Liputan Khusus
Ikhtiar Indonesia Mencegah Perang Irak
Pada awal 2003, marak aksi menentang serangan AS ke Irak.
Dengan menggendong bocah lelakinya, pria bersorban itu menyerahkan sepucuk surat berlumur "darah" kepada staf Kedubes AS di Jakarta. Surat itu ditujukan kepada "Mr George W Bush, The President of United State of America".
"Tolong cegah, jangan sampai bencana kemanusiaan itu terjadi," kata pria yang tak lain adalah KH Abdullah Gymnastiar di halaman kedubes itu kepada staf politik John Rath dan konsuler Greta N Morris, saat itu.
Hanya itu yang dikatakannya. Setelah itu, dia pun berlalu untuk kembali kepada jamaah yang ditinggalkannya di pelataran Monumen Nasional (Monas).

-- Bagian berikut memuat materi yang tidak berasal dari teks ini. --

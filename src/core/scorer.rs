//! Guess scoring
//!
//! Two rules are available:
//! - [`ScoringRule::Standard`] applies Wordle's duplicate-letter handling: a
//!   repeated guess letter earns at most as many Present/Exact marks as the
//!   solution has occurrences of it.
//! - [`ScoringRule::Naive`] classifies every position independently, so a
//!   repeated letter can be marked Present more often than it occurs.
//!
//! Both agree on guesses without repeated letters. Callers are expected to
//! pass a guess with the same length as the solution.

use super::feedback::{Correctness, ScoredGuess, ScoredLetter};
use rustc_hash::FxHashMap;

/// Scoring rule applied by a session
#[derive(Debug, Clone, Copy, PartialEq, Eq, Default)]
pub enum ScoringRule {
    /// Exact matches first, then Present while occurrences remain
    #[default]
    Standard,
    /// Independent per-position classification
    Naive,
}

impl ScoringRule {
    /// Parse a rule name. Unknown names fall back to `Standard`.
    #[must_use]
    pub fn from_name(name: &str) -> Self {
        match name.to_lowercase().as_str() {
            "naive" | "simple" | "legacy" => Self::Naive,
            _ => Self::Standard,
        }
    }

    #[must_use]
    pub const fn name(self) -> &'static str {
        match self {
            Self::Standard => "standard",
            Self::Naive => "naive",
        }
    }

    /// Score `guess` against `solution` with this rule
    #[must_use]
    pub fn score(self, guess: &str, solution: &str) -> ScoredGuess {
        match self {
            Self::Standard => score_standard(guess, solution),
            Self::Naive => score_naive(guess, solution),
        }
    }
}

/// Score a guess with the standard rule
///
/// # Examples
/// ```
/// use wordle_rules::core::{Correctness, score};
///
/// let scored = score("pants", "parts");
/// assert_eq!(
///     scored.correctness(),
///     vec![
///         Correctness::Exact,
///         Correctness::Exact,
///         Correctness::Absent,
///         Correctness::Exact,
///         Correctness::Exact,
///     ]
/// );
/// ```
#[must_use]
pub fn score(guess: &str, solution: &str) -> ScoredGuess {
    score_standard(guess, solution)
}

/// Two-pass scoring with duplicate-letter handling
///
/// 1. First pass: mark exact matches and remove them from the available pool
/// 2. Second pass: mark Present only while the pool still holds that letter
#[must_use]
pub fn score_standard(guess: &str, solution: &str) -> ScoredGuess {
    let guess_chars: Vec<char> = guess.chars().collect();
    let solution_chars: Vec<char> = solution.chars().collect();

    let mut result = vec![Correctness::Absent; guess_chars.len()];
    let mut available: FxHashMap<char, usize> = FxHashMap::default();
    for &ch in &solution_chars {
        *available.entry(ch).or_insert(0) += 1;
    }

    // First pass: greens
    for (i, &ch) in guess_chars.iter().enumerate() {
        if solution_chars.get(i) == Some(&ch) {
            result[i] = Correctness::Exact;
            if let Some(count) = available.get_mut(&ch) {
                *count = count.saturating_sub(1);
            }
        }
    }

    // Second pass: yellows from whatever is left
    for (i, &ch) in guess_chars.iter().enumerate() {
        if result[i] == Correctness::Exact {
            continue;
        }
        if let Some(count) = available.get_mut(&ch)
            && *count > 0
        {
            result[i] = Correctness::Present;
            *count -= 1;
        }
    }

    ScoredGuess::new(
        guess_chars
            .into_iter()
            .zip(result)
            .map(|(ch, correctness)| ScoredLetter::new(ch, correctness))
            .collect(),
    )
}

/// Independent per-position scoring
///
/// Exact if the letter matches at this position, Present if it occurs anywhere
/// in the solution, Absent otherwise.
#[must_use]
pub fn score_naive(guess: &str, solution: &str) -> ScoredGuess {
    let solution_chars: Vec<char> = solution.chars().collect();

    ScoredGuess::new(
        guess
            .chars()
            .enumerate()
            .map(|(i, ch)| {
                let correctness = if solution_chars.get(i) == Some(&ch) {
                    Correctness::Exact
                } else if solution_chars.contains(&ch) {
                    Correctness::Present
                } else {
                    Correctness::Absent
                };
                ScoredLetter::new(ch, correctness)
            })
            .collect(),
    )
}

#[cfg(test)]
mod tests {
    use super::*;
    use crate::core::feedback::{BLACK_SQUARE, GREEN_SQUARE, YELLOW_SQUARE};
    use super::Correctness::{Absent, Exact, Present};

    const SOLUTION: &str = "parts";

    #[test]
    fn identical_words_are_all_exact() {
        for word in ["parts", "crane", "sissy", "aaaaa"] {
            for rule in [ScoringRule::Standard, ScoringRule::Naive] {
                let scored = rule.score(word, word);
                assert!(scored.is_exact(), "{word} under {}", rule.name());
            }
        }
    }

    #[test]
    fn disjoint_words_are_all_absent() {
        for rule in [ScoringRule::Standard, ScoringRule::Naive] {
            let scored = rule.score("mucky", SOLUTION);
            assert_eq!(scored.correctness(), vec![Absent; 5]);
            assert_eq!(scored.to_emoji(), BLACK_SQUARE.repeat(5));
        }
    }

    #[test]
    fn exact_guess_renders_green() {
        let scored = score("parts", SOLUTION);
        assert_eq!(scored.to_emoji(), GREEN_SQUARE.repeat(5));
    }

    #[test]
    fn snail_against_parts() {
        for rule in [ScoringRule::Standard, ScoringRule::Naive] {
            let scored = rule.score("snail", SOLUTION);
            assert_eq!(
                scored.correctness(),
                vec![Present, Absent, Present, Absent, Absent]
            );
            assert_eq!(
                scored.to_emoji(),
                [YELLOW_SQUARE, BLACK_SQUARE, YELLOW_SQUARE, BLACK_SQUARE, BLACK_SQUARE].concat()
            );
        }
    }

    #[test]
    fn pants_against_parts() {
        for rule in [ScoringRule::Standard, ScoringRule::Naive] {
            let scored = rule.score("pants", SOLUTION);
            assert_eq!(
                scored.correctness(),
                vec![Exact, Exact, Absent, Exact, Exact]
            );
        }
    }

    #[test]
    fn letters_keep_guess_characters() {
        let scored = score("snail", SOLUTION);
        assert_eq!(scored.word(), "snail");
        assert_eq!(scored.letters()[0].ch(), 's');
    }

    #[test]
    fn standard_caps_repeated_letters() {
        // Only one 'e' in "crane" and the final 'e' of "geese" claims it
        let scored = score_standard("geese", "crane");
        assert_eq!(
            scored.correctness(),
            vec![Absent, Absent, Absent, Absent, Exact]
        );
    }

    #[test]
    fn naive_overcounts_repeated_letters() {
        let scored = score_naive("geese", "crane");
        assert_eq!(
            scored.correctness(),
            vec![Absent, Present, Present, Absent, Exact]
        );
    }

    #[test]
    fn standard_green_takes_priority_over_yellow() {
        // ROBOT vs FLOOR: first 'o' yellow, second 'o' green
        let scored = score_standard("robot", "floor");
        assert_eq!(
            scored.correctness(),
            vec![Present, Present, Absent, Exact, Absent]
        );
    }

    #[test]
    fn standard_assigns_yellows_left_to_right() {
        // "speed" vs "abide": a single 'e' in the solution, so only the first 'e' is yellow
        let scored = score_standard("speed", "abide");
        assert_eq!(
            scored.correctness(),
            vec![Absent, Absent, Present, Absent, Present]
        );
    }

    #[test]
    fn scoring_is_deterministic() {
        assert_eq!(score("crane", "slate"), score("crane", "slate"));
        assert_eq!(score_naive("crane", "slate"), score_naive("crane", "slate"));
    }

    #[test]
    fn rule_from_name() {
        assert_eq!(ScoringRule::from_name("naive"), ScoringRule::Naive);
        assert_eq!(ScoringRule::from_name("NAIVE"), ScoringRule::Naive);
        assert_eq!(ScoringRule::from_name("standard"), ScoringRule::Standard);
        assert_eq!(ScoringRule::from_name("unknown"), ScoringRule::Standard);
        assert_eq!(ScoringRule::default(), ScoringRule::Standard);
    }
}
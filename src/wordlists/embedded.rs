//! Embedded word lists
//!
//! Word lists compiled into the binary at build time.

// Include generated word lists from build script
include!(concat!(env!("OUT_DIR"), "/solutions.rs"));
include!(concat!(env!("OUT_DIR"), "/allowed.rs"));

Sebagian besar jamaahnya tetap dalam posisi terkapar "tertembak" peluru dan mortir peperangan. Massa ini sebelumnya adalah jamaah Silaturahmi Hijriyah yang digelar di Masjid Istiqlal, Jakarta.
Setelah acara usai sekitar pukul 16.00 WIB, Aa Gym memimpin ribuan orang itu "hijrah" ke Monas. Kala itu mereka “bersilaturahmi” untuk menentang rencana invasi Amerika ke Irak.
Di tempat ini Aa Gym memberi komando dengan sirine. Sayup-sayup terdengar bunyi dentuman mortir dan tembakan, dari sebuah rekaman kaset. Belasan ribu orang, pria, wanita, tua, muda, serentak terkapar bergelimpangan.
"Mayat-mayat seperti inilah yang bakal terjadi, jika sekiranya bom itu benar-benar dihujamkan ke Irak kelak. Karena itu, harus ada upaya dari berbagai pihak agar perang tidak terjadi," tegas Aa Gym melalui pengeras suara.
Lalu suasana menjadi senyap. Sesaat kemudian, dia membaca doa untuk keselamatan umat manusia terutama yang kini berada di Irak dari ancaman bencana peperangan. "Ya Allah, jauhkan kami dari malapetaka yang bisa menghancurkan peradaban umat manusia ini. Lindungilah kami dari rencana jahat yang bisa merampas hak hidup kami di muka bumi yang kami cintai ini," ratapnya berdoa.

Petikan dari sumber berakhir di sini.